We are now into February and I’m not sure about you, but personally I have never been a fan of setting New Year’s resolutions because I try to live every day with purpose and focus on the goals I want to accomplish. I feel like setting a New Year’s resolution is just setting myself up for failure. If you promise to run every day of the year and then miss a day, you may just throw your hands in the air and say, “well I blew it, never mind.”
I make a conscious decision everyday to wake up and be focused on the tasks I want to accomplish. It isn’t just a one time of the year resolution plan; It is a life plan. I wake up, I exercise and then I get to work on the projects I planned to accomplish that day.
Staying focused on one task at hand is a muscle we must flex, it is a learned behavior, that will become a habit the more we practice it.
In the film industry it is tempting to spread yourself thin, to pile a ton of projects on your plate with hopes that one of them will take off.
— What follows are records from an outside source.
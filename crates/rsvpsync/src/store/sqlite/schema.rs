//! SQLite schema definitions and SQL query constants.

/// SQL statement to create the document table.
pub const CREATE_TABLES: &str = r#"
CREATE TABLE IF NOT EXISTS kv (
    key TEXT PRIMARY KEY,
    value BLOB NOT NULL
);
"#;

pub const SELECT_VALUE: &str = r#"
SELECT value
FROM kv
WHERE key = ?1
"#;

pub const UPSERT_VALUE: &str = r#"
INSERT INTO kv (key, value)
VALUES (?1, ?2)
ON CONFLICT(key) DO UPDATE SET value = excluded.value
"#;

/// Inserts only when the key is absent. One changed row means success.
pub const INSERT_IF_ABSENT: &str = r#"
INSERT INTO kv (key, value)
VALUES (?1, ?2)
ON CONFLICT(key) DO NOTHING
"#;

/// Replaces only when the stored value still equals ?3.
pub const UPDATE_IF_MATCHES: &str = r#"
UPDATE kv
SET value = ?2
WHERE key = ?1 AND value = ?3
"#;
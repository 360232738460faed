//! Functional core for rsvpsync.
//!
//! Everything in this crate is either a pure function over plain data or a
//! trait describing an I/O seam. Implementations of the traits live in the
//! `rsvpsync_auth` and `rsvpsync` crates.

pub mod error;
pub mod events;
pub mod ledger;
pub mod merge;
pub mod serde;
pub mod store;
pub mod token;
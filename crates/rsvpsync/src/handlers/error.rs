use axum::{
    http::StatusCode,
    response::{IntoResponse, Response},
    Json,
};
use rsvpsync_core::error::{service_error_to_status_code, ServiceError};
use serde_json::json;

pub struct AppError(pub ServiceError);

impl AppError {
    /// Message shown to callers. Upstream and internal details stay in the logs.
    fn public_message(&self) -> String {
        match &self.0 {
            ServiceError::Validation(message) => message.clone(),
            ServiceError::UpstreamAuth(_) => "Meetup authentication failed".to_string(),
            ServiceError::UpstreamApi { .. } => "Meetup API error".to_string(),
            ServiceError::UpstreamShape(_) => "Unexpected Meetup response".to_string(),
            ServiceError::Internal(_) => "Internal error".to_string(),
        }
    }
}

impl IntoResponse for AppError {
    fn into_response(self) -> Response {
        let code = service_error_to_status_code(&self.0);
        let status_code = StatusCode::from_u16(code).unwrap_or(StatusCode::INTERNAL_SERVER_ERROR);

        if status_code.is_server_error() {
            tracing::error!(error = %self.0, code = self.0.code(), "Request failed");
        } else {
            tracing::debug!(error = %self.0, code = self.0.code(), "Request rejected");
        }

        let mut body = json!({
            "error": self.public_message(),
            "code": self.0.code(),
        });
        if let Some(status) = self.0.upstream_status() {
            body["status"] = json!(status);
        }

        (status_code, Json(body)).into_response()
    }
}

impl<E> From<E> for AppError
where
    E: Into<ServiceError>,
{
    fn from(err: E) -> Self {
        Self(err.into())
    }
}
But that can be distracting, and if you’re trying to do ten things at once then nothing is getting done to the BEST of your ability because your focus is split.
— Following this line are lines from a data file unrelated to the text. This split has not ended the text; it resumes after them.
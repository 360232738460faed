//! Debug endpoint.

use axum::{extract::State, Json};
use serde_json::{json, Value};

use crate::state::AppState;

/// GET /debug - Confirms the service is up and shows the configured group.
///
/// Makes no upstream or store calls.
#[axum::debug_handler]
pub async fn debug(State(state): State<AppState>) -> Json<Value> {
    Json(json!({
        "ok": true,
        "group": state.group.as_str(),
    }))
}
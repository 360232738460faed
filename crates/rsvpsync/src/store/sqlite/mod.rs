//! SQLite store backend.
//!
//! Documents live in a single `kv` table using `rusqlite` for synchronous
//! operations and `tokio-rusqlite` for async wrapping.

mod error;
mod schema;
mod store;

pub use store::SqliteStore;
I recently found myself in this same exact boat, I was putting together a pitch deck for a studio, while in post-production on a film, gearing up for pre-production on my next film, along with doing re-writes on one of my scripts for the director. I was starting to drown in my own commitments and felt like my vision was going blurry. So I stopped, took a breath and asked myself what was the most important and immediate thing that needed my full attention. I gave myself permission to let go of my constant need to be an overachiever and to focus on one thing at a time. It is ok to put something aside and come back to it later. This is where we must learn to decipher the difference between giving up on a goal which leads us to feel like a failure and re-arranging priorities to be able to focus on one thing at a time. You are not a failure nor did you fail because you did not do fifteen different things in a day. In fact, by choosing one project to focus on, you will have a higher success rate at finishing that project than if you are trying to do fifteen at the same time.
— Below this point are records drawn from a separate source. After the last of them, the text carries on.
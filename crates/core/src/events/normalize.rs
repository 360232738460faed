use serde::de::DeserializeOwned;
use serde_json::Value;

use super::{EventRecord, EventsApi, EventsError, GraphqlNormalizer, RestNormalizer};

/// Turns one upstream variant's raw response body into canonical records.
pub trait EventNormalizer: Send + Sync {
    fn normalize(&self, body: &[u8]) -> Result<Vec<EventRecord>, EventsError>;
}

/// Returns the normalizer for an API variant.
pub fn normalizer_for(api: EventsApi) -> &'static dyn EventNormalizer {
    match api {
        EventsApi::Rest => &RestNormalizer,
        EventsApi::Graphql => &GraphqlNormalizer,
    }
}

/// Returns true if a `Content-Type` header value denotes JSON.
///
/// Accepts `application/json` and any `+json` structured syntax suffix,
/// ignoring parameters such as `charset`.
pub fn is_json_content_type(value: Option<&str>) -> bool {
    let Some(value) = value else {
        return false;
    };

    let essence = value
        .split(';')
        .next()
        .unwrap_or_default()
        .trim()
        .to_ascii_lowercase();

    essence == "application/json" || (essence.starts_with("application/") && essence.ends_with("+json"))
}

/// Parses a body as JSON.
pub(crate) fn parse_json(body: &[u8]) -> Result<Value, EventsError> {
    serde_json::from_slice(body).map_err(|e| EventsError::InvalidJson(e.to_string()))
}

/// Requires a JSON array, naming what was found otherwise.
pub(crate) fn expect_array(value: Value) -> Result<Vec<Value>, EventsError> {
    match value {
        Value::Array(items) => Ok(items),
        other => Err(EventsError::NotAList(json_kind(&other))),
    }
}

/// Decodes every element as `T` and converts it. Stops at the first failure.
pub(crate) fn decode_each<T, F>(items: Vec<Value>, convert: F) -> Result<Vec<EventRecord>, EventsError>
where
    T: DeserializeOwned,
    F: Fn(T) -> Result<EventRecord, String>,
{
    items
        .into_iter()
        .enumerate()
        .map(|(index, item)| {
            serde_json::from_value::<T>(item)
                .map_err(|e| e.to_string())
                .and_then(&convert)
                .map_err(|reason| EventsError::MalformedEvent { index, reason })
        })
        .collect()
}

pub(crate) fn json_kind(value: &Value) -> &'static str {
    match value {
        Value::Null => "null",
        Value::Bool(_) => "boolean",
        Value::Number(_) => "number",
        Value::String(_) => "string",
        Value::Array(_) => "array",
        Value::Object(_) => "object",
    }
}
//! SQLite store implementation.

use async_trait::async_trait;
use rusqlite::OptionalExtension;
use tokio_rusqlite::Connection;

use rsvpsync_core::store::{CasOutcome, KvStore, Result, StoreError};

use super::error::map_tokio_rusqlite_error;
use super::schema;

/// Helper to wrap rusqlite errors for tokio_rusqlite closures.
fn wrap_err(e: rusqlite::Error) -> tokio_rusqlite::Error {
    tokio_rusqlite::Error::Rusqlite(e)
}

/// SQLite-backed document store.
///
/// Conditional writes are single statements, so SQLite's own locking makes
/// them atomic across processes sharing the file.
pub struct SqliteStore {
    conn: Connection,
}

impl SqliteStore {
    /// Opens (or creates) the database file and its schema.
    pub async fn new(path: &str) -> Result<Self> {
        let conn = Connection::open(path)
            .await
            .map_err(|e| StoreError::ConnectionFailed(e.to_string()))?;

        Self::init_schema(&conn).await?;

        Ok(Self { conn })
    }

    /// Creates a store backed by an in-memory database.
    ///
    /// Useful for testing - data is lost when the connection is dropped.
    #[cfg(test)]
    pub async fn new_in_memory() -> Result<Self> {
        let conn = Connection::open_in_memory()
            .await
            .map_err(|e| StoreError::ConnectionFailed(e.to_string()))?;

        Self::init_schema(&conn).await?;

        Ok(Self { conn })
    }

    async fn init_schema(conn: &Connection) -> Result<()> {
        conn.call(|conn| {
            conn.execute_batch(schema::CREATE_TABLES).map_err(wrap_err)?;
            Ok(())
        })
        .await
        .map_err(map_tokio_rusqlite_error)
    }
}

#[async_trait]
impl KvStore for SqliteStore {
    async fn get(&self, key: &str) -> Result<Option<Vec<u8>>> {
        let key = key.to_string();

        self.conn
            .call(move |conn| {
                conn.query_row(schema::SELECT_VALUE, [&key], |row| row.get::<_, Vec<u8>>(0))
                    .optional()
                    .map_err(wrap_err)
            })
            .await
            .map_err(map_tokio_rusqlite_error)
    }

    async fn put(&self, key: &str, value: &[u8]) -> Result<()> {
        let key = key.to_string();
        let value = value.to_vec();

        self.conn
            .call(move |conn| {
                conn.execute(schema::UPSERT_VALUE, rusqlite::params![key, value])
                    .map_err(wrap_err)?;
                Ok(())
            })
            .await
            .map_err(map_tokio_rusqlite_error)
    }

    fn supports_conditional_writes(&self) -> bool {
        true
    }

    async fn compare_and_swap(
        &self,
        key: &str,
        expected: Option<&[u8]>,
        value: &[u8],
    ) -> Result<CasOutcome> {
        let key = key.to_string();
        let expected = expected.map(<[u8]>::to_vec);
        let value = value.to_vec();

        let changed = self
            .conn
            .call(move |conn| {
                let changed = match expected {
                    None => conn.execute(schema::INSERT_IF_ABSENT, rusqlite::params![key, value]),
                    Some(expected) => conn.execute(
                        schema::UPDATE_IF_MATCHES,
                        rusqlite::params![key, value, expected],
                    ),
                };
                changed.map_err(wrap_err)
            })
            .await
            .map_err(map_tokio_rusqlite_error)?;

        Ok(if changed == 1 {
            CasOutcome::Swapped
        } else {
            CasOutcome::Conflict
        })
    }
}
I know in this industry people are always asking the question “what are you working on?” Which I think creates a deep need within ourselves to be able to rattle off a list of impressive achievements or create a list of things we are working on to impress others. I relate because I dreaded that question for years and felt horrible when I couldn’t answer the question impressively. I fell into the trap of working on tons of things, so I could say I was doing all these amazing projects, and yet never got anything done. It wasn’t until I made a conscious decision to pick one project, stay focused on that one goal and saw it through to the end.
Focus is becoming harder and harder to achieve, especially with social media tugging at our attention span all day long. So we have to work even harder to tune out the noise of what everyone else is doing and what everyone else is saying. We must turn our attention inward to the little voice inside our head and let it guide us to create something from start to finish.
So for 2019 don’t just make a New Year’s resolution, make a life resolution. Choose the most important goals you have and stay focused to bring those goals to life.